In the listing below, find every line containing "ResponseExtensions" and copy it out.
=======
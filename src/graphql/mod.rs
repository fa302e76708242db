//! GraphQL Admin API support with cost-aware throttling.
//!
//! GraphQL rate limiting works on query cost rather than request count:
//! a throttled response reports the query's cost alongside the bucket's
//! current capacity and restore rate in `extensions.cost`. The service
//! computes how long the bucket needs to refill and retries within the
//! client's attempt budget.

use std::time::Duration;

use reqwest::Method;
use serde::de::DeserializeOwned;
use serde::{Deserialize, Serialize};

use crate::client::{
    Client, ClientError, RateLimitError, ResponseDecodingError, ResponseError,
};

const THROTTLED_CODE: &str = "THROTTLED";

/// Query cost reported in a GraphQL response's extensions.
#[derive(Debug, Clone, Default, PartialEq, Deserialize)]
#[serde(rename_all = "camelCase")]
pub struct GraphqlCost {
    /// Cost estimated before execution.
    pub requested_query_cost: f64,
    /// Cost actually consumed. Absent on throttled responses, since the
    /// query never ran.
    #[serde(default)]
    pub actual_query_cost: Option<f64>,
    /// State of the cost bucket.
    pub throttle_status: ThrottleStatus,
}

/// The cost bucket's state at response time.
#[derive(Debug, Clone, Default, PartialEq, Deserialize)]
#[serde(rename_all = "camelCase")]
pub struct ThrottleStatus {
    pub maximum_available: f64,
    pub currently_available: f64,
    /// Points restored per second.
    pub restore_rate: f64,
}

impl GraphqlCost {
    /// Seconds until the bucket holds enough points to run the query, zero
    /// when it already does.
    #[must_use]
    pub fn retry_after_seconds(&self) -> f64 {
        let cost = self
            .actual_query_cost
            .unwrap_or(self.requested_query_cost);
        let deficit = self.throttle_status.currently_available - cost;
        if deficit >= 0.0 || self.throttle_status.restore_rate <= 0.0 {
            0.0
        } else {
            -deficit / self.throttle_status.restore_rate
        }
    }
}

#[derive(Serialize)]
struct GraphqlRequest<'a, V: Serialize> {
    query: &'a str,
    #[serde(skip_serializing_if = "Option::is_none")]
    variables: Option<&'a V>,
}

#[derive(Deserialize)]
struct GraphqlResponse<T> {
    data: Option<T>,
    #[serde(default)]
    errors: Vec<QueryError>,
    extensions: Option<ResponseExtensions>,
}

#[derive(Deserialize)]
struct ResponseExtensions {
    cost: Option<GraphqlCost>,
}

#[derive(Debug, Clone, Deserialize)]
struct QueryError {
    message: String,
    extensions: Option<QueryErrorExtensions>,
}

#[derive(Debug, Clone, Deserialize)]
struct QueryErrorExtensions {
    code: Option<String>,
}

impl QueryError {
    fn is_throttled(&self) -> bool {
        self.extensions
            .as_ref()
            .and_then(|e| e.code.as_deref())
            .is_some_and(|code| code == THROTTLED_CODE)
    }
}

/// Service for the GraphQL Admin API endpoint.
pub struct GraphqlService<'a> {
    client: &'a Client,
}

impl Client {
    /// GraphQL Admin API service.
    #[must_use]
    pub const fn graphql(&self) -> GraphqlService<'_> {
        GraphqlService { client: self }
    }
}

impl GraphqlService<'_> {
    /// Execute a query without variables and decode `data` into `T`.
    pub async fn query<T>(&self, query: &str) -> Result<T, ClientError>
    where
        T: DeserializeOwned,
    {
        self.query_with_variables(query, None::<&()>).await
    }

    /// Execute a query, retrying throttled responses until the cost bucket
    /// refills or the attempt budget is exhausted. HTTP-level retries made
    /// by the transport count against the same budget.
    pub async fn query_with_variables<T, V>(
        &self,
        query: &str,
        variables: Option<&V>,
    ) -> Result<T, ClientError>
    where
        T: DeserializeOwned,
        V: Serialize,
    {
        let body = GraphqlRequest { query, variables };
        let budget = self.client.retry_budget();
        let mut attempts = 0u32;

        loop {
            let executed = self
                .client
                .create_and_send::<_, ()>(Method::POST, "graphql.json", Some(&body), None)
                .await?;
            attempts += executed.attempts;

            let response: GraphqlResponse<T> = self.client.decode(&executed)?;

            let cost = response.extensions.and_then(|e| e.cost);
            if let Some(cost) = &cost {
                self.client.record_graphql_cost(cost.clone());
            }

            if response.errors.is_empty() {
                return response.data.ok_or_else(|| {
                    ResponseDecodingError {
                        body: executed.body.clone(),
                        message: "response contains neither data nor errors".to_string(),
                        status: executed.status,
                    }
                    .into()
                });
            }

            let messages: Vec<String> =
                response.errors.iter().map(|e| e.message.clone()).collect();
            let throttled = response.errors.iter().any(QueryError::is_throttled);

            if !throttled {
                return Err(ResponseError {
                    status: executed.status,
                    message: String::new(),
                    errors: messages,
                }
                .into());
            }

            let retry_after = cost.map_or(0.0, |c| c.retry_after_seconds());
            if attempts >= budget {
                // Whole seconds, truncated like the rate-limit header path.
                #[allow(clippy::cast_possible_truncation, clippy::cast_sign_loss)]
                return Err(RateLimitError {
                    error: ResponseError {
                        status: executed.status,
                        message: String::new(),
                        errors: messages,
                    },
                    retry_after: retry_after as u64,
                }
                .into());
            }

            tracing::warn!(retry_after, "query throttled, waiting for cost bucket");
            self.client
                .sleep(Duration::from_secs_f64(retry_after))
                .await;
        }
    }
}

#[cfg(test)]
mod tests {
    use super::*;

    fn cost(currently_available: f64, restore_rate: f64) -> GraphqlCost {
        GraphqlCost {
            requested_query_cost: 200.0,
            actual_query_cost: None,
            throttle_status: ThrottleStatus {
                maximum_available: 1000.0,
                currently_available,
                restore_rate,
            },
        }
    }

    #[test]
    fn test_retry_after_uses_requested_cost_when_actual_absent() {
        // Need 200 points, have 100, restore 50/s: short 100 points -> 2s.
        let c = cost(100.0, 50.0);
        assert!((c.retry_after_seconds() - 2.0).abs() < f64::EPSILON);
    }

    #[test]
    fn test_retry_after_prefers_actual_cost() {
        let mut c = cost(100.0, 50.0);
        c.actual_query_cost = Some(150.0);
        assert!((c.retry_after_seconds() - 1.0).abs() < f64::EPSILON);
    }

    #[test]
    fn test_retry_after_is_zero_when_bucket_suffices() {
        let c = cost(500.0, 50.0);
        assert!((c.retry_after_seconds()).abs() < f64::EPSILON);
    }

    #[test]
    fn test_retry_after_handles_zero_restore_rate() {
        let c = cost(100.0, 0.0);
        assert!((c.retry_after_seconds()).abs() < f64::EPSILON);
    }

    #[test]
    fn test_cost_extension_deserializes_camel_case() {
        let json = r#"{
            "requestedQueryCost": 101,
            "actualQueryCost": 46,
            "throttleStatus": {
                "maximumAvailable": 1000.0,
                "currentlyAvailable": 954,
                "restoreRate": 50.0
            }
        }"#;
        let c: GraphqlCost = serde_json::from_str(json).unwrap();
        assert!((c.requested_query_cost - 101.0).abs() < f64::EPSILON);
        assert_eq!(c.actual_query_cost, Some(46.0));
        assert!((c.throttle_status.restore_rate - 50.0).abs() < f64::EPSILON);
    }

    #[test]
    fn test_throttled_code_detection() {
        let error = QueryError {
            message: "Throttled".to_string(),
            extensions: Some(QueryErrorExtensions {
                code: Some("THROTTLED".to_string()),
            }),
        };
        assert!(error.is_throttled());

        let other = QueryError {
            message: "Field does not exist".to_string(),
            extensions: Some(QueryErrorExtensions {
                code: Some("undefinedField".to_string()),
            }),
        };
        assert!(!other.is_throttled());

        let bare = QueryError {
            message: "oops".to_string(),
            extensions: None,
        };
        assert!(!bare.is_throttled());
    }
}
=======
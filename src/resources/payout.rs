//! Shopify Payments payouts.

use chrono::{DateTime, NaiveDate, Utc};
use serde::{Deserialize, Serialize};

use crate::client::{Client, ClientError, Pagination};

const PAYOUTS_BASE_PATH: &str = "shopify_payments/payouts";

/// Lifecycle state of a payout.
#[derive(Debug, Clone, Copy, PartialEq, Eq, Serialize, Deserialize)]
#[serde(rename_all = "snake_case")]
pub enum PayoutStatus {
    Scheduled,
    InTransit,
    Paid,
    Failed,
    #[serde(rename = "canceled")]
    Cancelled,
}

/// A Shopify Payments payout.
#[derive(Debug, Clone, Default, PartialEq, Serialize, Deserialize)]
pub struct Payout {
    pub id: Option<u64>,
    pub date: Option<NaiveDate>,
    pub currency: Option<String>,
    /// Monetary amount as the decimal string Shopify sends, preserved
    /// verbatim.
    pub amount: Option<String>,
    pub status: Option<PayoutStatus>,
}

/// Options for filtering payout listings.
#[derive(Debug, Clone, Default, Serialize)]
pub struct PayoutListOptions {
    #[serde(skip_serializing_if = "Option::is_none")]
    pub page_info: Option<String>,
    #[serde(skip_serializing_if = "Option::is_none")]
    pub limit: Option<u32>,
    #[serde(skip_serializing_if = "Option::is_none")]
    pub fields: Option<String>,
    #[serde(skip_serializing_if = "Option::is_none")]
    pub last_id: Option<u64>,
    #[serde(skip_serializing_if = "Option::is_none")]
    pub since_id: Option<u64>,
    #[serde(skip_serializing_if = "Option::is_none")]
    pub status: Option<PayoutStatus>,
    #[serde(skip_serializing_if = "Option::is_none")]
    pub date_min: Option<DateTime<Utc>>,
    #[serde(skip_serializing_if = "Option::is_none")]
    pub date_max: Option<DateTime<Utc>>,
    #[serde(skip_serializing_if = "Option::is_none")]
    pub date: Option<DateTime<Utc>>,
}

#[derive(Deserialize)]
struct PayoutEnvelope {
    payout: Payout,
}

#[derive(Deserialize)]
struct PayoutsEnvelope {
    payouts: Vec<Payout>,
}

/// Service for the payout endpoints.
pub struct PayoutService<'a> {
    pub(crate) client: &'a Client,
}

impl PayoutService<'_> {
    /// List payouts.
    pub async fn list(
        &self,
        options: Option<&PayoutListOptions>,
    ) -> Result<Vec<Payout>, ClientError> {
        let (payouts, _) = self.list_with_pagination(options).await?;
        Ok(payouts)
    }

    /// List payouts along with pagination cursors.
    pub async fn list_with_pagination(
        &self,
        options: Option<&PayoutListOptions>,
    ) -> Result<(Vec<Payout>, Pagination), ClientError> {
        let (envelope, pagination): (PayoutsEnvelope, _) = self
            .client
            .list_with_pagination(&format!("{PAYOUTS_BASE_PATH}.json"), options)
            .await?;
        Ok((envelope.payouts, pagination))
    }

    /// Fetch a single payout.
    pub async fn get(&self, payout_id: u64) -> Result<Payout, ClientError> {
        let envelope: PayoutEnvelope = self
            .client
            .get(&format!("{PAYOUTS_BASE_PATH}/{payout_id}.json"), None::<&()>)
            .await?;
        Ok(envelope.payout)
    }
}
=======
Output below:
    extensions: Option<ResponseExtensions>,
struct ResponseExtensions {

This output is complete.